Collected data entries

----

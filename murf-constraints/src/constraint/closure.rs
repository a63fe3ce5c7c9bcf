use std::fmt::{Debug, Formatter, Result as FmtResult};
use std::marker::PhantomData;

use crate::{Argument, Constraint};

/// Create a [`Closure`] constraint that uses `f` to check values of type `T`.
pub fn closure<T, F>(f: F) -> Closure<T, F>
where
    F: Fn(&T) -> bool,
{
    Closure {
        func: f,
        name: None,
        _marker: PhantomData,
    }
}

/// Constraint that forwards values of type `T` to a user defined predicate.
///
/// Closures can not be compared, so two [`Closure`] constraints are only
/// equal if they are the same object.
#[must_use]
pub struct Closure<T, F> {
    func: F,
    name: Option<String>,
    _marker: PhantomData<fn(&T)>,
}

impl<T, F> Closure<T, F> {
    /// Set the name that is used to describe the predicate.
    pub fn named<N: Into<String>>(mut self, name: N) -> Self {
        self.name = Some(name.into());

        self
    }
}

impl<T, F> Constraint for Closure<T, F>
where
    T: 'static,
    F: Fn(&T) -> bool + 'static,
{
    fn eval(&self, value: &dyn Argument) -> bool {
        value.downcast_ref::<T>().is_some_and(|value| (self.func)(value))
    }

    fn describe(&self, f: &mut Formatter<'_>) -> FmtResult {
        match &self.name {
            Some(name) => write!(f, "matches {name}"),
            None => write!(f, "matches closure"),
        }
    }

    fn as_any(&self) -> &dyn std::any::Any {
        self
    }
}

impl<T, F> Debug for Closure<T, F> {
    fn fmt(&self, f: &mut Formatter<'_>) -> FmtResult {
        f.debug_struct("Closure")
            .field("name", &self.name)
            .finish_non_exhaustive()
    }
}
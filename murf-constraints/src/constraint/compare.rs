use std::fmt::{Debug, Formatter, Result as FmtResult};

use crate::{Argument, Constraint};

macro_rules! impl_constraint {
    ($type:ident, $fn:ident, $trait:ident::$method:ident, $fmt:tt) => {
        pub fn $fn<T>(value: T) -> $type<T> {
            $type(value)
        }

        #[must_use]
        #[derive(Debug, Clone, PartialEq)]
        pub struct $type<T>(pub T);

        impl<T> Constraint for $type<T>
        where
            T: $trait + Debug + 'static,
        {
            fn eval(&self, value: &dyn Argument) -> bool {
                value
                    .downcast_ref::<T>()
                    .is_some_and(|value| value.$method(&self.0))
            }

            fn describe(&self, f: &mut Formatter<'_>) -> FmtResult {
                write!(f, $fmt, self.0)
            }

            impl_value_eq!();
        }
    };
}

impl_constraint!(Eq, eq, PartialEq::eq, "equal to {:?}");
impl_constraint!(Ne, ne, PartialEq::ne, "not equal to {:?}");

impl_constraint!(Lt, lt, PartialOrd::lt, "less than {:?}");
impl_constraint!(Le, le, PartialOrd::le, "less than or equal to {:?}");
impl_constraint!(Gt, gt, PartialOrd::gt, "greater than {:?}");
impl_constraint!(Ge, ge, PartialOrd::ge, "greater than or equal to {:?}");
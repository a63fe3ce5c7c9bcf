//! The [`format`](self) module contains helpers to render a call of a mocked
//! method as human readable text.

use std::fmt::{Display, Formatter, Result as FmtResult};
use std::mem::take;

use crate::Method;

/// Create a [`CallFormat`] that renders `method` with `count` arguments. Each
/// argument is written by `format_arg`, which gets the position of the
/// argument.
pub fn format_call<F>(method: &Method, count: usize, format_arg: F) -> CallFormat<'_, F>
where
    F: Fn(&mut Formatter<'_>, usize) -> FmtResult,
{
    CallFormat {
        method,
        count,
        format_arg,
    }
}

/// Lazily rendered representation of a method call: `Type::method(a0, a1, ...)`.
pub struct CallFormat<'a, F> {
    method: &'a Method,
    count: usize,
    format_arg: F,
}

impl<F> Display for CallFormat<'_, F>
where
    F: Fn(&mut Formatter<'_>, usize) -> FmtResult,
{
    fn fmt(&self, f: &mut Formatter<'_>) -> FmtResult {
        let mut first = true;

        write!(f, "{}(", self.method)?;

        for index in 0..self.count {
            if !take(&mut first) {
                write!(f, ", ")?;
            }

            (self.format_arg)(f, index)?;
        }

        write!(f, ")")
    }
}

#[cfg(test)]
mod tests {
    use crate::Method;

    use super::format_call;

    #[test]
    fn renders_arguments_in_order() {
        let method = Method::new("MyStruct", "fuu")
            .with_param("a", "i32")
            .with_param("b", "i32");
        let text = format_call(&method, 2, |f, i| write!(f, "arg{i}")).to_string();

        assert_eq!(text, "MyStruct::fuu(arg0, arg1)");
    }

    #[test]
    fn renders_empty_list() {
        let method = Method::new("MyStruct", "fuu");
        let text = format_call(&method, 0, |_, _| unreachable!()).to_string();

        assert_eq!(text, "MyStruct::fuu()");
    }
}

----

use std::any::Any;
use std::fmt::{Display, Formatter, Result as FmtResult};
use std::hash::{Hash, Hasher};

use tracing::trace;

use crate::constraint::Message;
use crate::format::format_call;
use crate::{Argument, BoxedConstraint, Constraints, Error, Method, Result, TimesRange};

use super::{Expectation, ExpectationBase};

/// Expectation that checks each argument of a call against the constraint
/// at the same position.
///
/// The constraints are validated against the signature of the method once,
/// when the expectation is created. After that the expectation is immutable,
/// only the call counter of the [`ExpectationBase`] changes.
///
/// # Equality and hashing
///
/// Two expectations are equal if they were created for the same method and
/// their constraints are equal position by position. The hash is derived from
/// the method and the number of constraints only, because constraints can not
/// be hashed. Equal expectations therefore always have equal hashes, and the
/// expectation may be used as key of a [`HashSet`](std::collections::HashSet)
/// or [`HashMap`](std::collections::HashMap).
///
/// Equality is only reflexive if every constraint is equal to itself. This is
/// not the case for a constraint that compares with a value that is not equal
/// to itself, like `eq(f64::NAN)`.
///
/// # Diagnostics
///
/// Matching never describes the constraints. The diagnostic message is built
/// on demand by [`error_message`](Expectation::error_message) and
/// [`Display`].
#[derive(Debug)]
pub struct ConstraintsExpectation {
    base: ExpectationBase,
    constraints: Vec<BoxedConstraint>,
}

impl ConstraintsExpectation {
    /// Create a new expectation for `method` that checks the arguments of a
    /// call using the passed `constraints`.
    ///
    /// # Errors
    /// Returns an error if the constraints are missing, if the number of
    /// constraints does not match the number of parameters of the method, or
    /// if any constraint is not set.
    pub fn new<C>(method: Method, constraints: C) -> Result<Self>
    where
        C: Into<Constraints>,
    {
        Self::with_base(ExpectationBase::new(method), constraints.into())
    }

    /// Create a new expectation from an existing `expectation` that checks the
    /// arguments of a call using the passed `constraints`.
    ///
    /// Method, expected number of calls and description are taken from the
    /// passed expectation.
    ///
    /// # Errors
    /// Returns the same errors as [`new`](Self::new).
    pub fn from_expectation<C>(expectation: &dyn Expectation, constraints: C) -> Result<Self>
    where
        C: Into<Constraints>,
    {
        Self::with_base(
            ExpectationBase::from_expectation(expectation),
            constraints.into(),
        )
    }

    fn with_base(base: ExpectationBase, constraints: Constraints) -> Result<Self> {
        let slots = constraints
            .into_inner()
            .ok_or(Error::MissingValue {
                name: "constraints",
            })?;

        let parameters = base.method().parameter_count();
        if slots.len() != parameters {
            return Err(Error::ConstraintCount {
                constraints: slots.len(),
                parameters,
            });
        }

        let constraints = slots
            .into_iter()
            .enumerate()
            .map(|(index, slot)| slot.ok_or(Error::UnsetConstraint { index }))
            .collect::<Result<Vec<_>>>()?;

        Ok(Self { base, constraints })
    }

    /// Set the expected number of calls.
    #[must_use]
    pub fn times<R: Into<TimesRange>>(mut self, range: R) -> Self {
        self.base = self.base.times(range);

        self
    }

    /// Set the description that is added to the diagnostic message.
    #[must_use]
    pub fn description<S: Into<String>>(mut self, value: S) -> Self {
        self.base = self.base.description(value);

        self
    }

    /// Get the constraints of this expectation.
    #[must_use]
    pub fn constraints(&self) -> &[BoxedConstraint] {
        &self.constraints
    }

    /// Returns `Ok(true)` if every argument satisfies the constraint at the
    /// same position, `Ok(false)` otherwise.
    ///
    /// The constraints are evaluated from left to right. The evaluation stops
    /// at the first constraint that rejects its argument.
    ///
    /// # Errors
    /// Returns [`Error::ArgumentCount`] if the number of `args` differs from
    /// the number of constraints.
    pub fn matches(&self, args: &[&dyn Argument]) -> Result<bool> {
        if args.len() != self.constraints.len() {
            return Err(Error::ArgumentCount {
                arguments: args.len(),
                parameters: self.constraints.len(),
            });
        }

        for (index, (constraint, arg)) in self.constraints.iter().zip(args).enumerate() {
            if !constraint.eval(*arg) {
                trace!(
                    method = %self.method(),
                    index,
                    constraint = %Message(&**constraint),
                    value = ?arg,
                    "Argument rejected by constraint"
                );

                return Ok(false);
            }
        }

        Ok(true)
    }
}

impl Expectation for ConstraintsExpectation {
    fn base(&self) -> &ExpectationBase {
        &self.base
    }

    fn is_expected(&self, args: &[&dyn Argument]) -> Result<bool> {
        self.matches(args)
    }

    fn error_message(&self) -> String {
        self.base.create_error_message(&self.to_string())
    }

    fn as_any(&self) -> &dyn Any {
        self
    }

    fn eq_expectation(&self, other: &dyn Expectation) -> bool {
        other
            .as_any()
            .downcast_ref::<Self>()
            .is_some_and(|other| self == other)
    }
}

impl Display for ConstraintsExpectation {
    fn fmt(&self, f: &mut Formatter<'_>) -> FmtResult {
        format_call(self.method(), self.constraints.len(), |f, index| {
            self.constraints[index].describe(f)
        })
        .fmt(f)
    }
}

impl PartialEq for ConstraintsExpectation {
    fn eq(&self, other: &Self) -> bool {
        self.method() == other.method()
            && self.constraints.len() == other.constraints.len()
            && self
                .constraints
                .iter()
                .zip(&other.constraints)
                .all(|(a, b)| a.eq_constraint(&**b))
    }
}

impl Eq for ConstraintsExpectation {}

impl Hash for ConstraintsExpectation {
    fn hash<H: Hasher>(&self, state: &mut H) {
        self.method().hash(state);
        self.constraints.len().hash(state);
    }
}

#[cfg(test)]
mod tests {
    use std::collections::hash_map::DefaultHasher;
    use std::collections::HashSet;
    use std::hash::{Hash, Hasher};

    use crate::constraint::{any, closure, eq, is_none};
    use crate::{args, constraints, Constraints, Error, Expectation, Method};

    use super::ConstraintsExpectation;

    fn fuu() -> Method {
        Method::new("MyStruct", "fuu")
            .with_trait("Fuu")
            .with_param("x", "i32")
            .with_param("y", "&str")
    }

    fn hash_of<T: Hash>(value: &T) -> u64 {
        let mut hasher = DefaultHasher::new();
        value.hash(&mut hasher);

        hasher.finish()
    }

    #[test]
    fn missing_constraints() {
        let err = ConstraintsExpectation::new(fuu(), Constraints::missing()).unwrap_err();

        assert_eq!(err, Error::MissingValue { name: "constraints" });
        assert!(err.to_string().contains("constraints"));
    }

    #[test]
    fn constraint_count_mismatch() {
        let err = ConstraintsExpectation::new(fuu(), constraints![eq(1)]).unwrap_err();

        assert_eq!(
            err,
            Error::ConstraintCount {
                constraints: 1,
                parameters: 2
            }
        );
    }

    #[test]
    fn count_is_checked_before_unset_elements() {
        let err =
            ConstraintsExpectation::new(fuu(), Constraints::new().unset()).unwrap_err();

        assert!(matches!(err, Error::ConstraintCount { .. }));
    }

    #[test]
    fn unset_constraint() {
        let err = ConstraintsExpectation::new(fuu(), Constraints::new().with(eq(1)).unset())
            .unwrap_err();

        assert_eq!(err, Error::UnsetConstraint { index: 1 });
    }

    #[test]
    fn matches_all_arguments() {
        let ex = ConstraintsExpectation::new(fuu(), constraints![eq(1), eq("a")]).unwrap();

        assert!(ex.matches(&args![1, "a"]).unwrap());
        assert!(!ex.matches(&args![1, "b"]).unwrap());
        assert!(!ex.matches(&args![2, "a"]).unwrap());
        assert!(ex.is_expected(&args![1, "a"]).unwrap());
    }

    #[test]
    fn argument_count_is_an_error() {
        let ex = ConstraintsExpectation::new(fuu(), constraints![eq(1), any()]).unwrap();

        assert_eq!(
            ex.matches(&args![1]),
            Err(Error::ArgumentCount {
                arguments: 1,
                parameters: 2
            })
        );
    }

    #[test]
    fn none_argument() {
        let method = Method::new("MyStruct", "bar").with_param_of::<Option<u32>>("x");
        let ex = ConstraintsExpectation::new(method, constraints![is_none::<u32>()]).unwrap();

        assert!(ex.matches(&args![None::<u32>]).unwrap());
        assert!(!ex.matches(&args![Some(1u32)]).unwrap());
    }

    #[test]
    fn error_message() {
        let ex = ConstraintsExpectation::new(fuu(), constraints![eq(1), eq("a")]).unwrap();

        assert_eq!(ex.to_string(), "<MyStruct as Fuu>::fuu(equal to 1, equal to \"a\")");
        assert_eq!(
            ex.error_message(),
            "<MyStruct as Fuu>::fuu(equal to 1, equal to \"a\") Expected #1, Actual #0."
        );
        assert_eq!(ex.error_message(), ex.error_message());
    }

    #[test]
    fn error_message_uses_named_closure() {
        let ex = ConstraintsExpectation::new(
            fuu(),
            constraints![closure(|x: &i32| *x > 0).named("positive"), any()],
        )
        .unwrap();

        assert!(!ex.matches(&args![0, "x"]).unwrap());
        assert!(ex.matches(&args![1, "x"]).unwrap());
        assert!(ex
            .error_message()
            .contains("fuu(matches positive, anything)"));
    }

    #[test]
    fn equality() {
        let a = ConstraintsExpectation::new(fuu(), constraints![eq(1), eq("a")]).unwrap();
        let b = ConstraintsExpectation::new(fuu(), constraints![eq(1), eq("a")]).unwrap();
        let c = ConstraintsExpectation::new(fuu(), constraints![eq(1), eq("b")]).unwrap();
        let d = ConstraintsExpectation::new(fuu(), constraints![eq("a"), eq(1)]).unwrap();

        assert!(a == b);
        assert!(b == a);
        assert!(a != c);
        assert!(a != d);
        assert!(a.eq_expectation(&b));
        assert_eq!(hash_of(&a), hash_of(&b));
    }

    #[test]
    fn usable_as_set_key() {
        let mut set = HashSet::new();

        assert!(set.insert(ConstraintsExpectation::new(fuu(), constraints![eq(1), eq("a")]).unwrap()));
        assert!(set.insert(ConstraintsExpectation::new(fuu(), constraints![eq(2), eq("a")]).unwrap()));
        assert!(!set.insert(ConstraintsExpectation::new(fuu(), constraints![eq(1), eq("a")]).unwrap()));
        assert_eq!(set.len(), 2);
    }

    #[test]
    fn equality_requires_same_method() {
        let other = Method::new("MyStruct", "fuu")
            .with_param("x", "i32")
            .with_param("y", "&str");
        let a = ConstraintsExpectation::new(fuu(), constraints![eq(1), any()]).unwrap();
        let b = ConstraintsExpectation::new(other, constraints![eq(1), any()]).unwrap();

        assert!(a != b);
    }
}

----

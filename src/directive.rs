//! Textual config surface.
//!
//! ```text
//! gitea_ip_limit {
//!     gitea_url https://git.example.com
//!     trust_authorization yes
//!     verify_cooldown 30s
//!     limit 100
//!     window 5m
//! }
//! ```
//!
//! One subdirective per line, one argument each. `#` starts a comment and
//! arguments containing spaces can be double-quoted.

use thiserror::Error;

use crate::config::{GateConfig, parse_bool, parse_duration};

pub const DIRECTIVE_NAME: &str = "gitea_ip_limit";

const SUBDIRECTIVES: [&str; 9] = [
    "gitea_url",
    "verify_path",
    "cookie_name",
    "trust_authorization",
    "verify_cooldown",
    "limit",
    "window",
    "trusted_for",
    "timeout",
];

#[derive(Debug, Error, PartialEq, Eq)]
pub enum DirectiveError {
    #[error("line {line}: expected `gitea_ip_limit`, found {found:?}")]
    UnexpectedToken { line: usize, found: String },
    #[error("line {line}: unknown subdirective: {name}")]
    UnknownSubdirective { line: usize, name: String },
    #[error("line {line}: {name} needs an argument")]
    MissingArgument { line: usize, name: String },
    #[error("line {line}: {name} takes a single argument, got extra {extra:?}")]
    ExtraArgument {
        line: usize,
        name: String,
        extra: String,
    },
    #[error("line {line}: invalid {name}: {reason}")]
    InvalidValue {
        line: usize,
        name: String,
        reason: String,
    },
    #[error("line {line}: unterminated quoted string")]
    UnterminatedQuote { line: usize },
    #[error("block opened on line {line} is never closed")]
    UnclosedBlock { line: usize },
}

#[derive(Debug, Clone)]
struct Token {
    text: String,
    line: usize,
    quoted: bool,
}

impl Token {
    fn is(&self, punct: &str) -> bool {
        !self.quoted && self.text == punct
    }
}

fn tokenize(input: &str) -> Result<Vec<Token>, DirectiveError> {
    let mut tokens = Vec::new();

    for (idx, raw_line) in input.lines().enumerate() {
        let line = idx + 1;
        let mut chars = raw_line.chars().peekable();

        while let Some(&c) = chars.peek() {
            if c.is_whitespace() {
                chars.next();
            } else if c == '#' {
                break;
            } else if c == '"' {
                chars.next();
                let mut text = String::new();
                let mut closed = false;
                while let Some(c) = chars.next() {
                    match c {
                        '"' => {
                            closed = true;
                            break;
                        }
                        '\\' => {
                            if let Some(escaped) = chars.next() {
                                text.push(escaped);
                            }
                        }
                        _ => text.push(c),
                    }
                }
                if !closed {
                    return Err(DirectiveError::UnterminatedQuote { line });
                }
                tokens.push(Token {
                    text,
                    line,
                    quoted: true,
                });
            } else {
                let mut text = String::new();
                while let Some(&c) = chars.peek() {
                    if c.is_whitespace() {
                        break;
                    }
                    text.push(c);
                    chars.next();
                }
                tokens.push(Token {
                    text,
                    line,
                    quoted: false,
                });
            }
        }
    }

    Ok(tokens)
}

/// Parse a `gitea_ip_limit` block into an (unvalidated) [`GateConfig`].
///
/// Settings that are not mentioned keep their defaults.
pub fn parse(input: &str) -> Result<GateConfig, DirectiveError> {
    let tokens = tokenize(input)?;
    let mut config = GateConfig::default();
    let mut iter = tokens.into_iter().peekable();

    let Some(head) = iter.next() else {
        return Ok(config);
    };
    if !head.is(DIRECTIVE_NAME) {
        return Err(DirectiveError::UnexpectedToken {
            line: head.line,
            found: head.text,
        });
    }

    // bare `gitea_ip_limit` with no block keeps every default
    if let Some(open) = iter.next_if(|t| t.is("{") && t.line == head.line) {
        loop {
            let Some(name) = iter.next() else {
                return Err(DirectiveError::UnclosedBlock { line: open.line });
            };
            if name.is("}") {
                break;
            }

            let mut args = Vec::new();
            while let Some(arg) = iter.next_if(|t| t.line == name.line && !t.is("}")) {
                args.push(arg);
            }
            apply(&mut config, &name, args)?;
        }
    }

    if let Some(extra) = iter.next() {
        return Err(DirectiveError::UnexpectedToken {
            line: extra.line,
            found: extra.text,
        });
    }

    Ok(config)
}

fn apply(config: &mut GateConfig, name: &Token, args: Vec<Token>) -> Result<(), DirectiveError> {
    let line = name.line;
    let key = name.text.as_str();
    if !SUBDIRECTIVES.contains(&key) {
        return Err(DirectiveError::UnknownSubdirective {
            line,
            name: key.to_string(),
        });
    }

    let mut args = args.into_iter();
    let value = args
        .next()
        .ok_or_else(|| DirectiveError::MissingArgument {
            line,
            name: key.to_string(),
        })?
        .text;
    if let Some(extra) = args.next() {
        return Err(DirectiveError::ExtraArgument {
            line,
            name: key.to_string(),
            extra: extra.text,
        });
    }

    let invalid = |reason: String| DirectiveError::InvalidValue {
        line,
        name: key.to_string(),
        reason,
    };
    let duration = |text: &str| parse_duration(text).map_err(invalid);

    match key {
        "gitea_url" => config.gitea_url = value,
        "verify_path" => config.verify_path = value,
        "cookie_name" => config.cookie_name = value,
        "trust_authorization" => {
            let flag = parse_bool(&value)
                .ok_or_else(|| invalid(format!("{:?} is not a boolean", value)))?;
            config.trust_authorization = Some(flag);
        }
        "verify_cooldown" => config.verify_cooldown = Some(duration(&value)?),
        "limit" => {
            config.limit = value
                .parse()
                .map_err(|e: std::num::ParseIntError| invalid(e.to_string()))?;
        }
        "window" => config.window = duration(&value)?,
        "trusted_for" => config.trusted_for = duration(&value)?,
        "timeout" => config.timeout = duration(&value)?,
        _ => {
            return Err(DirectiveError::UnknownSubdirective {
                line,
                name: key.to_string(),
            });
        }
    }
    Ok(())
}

----

- _TO DO_: Where a line of the data contains "while", copy that line.

- _EXPECTED OUTPUT_:
        while let Some(&c) = chars.peek() {
                while let Some(c) = chars.next() {
                while let Some(&c) = chars.peek() {
            while let Some(arg) = iter.next_if(|t| t.line == name.line && !t.is("}")) {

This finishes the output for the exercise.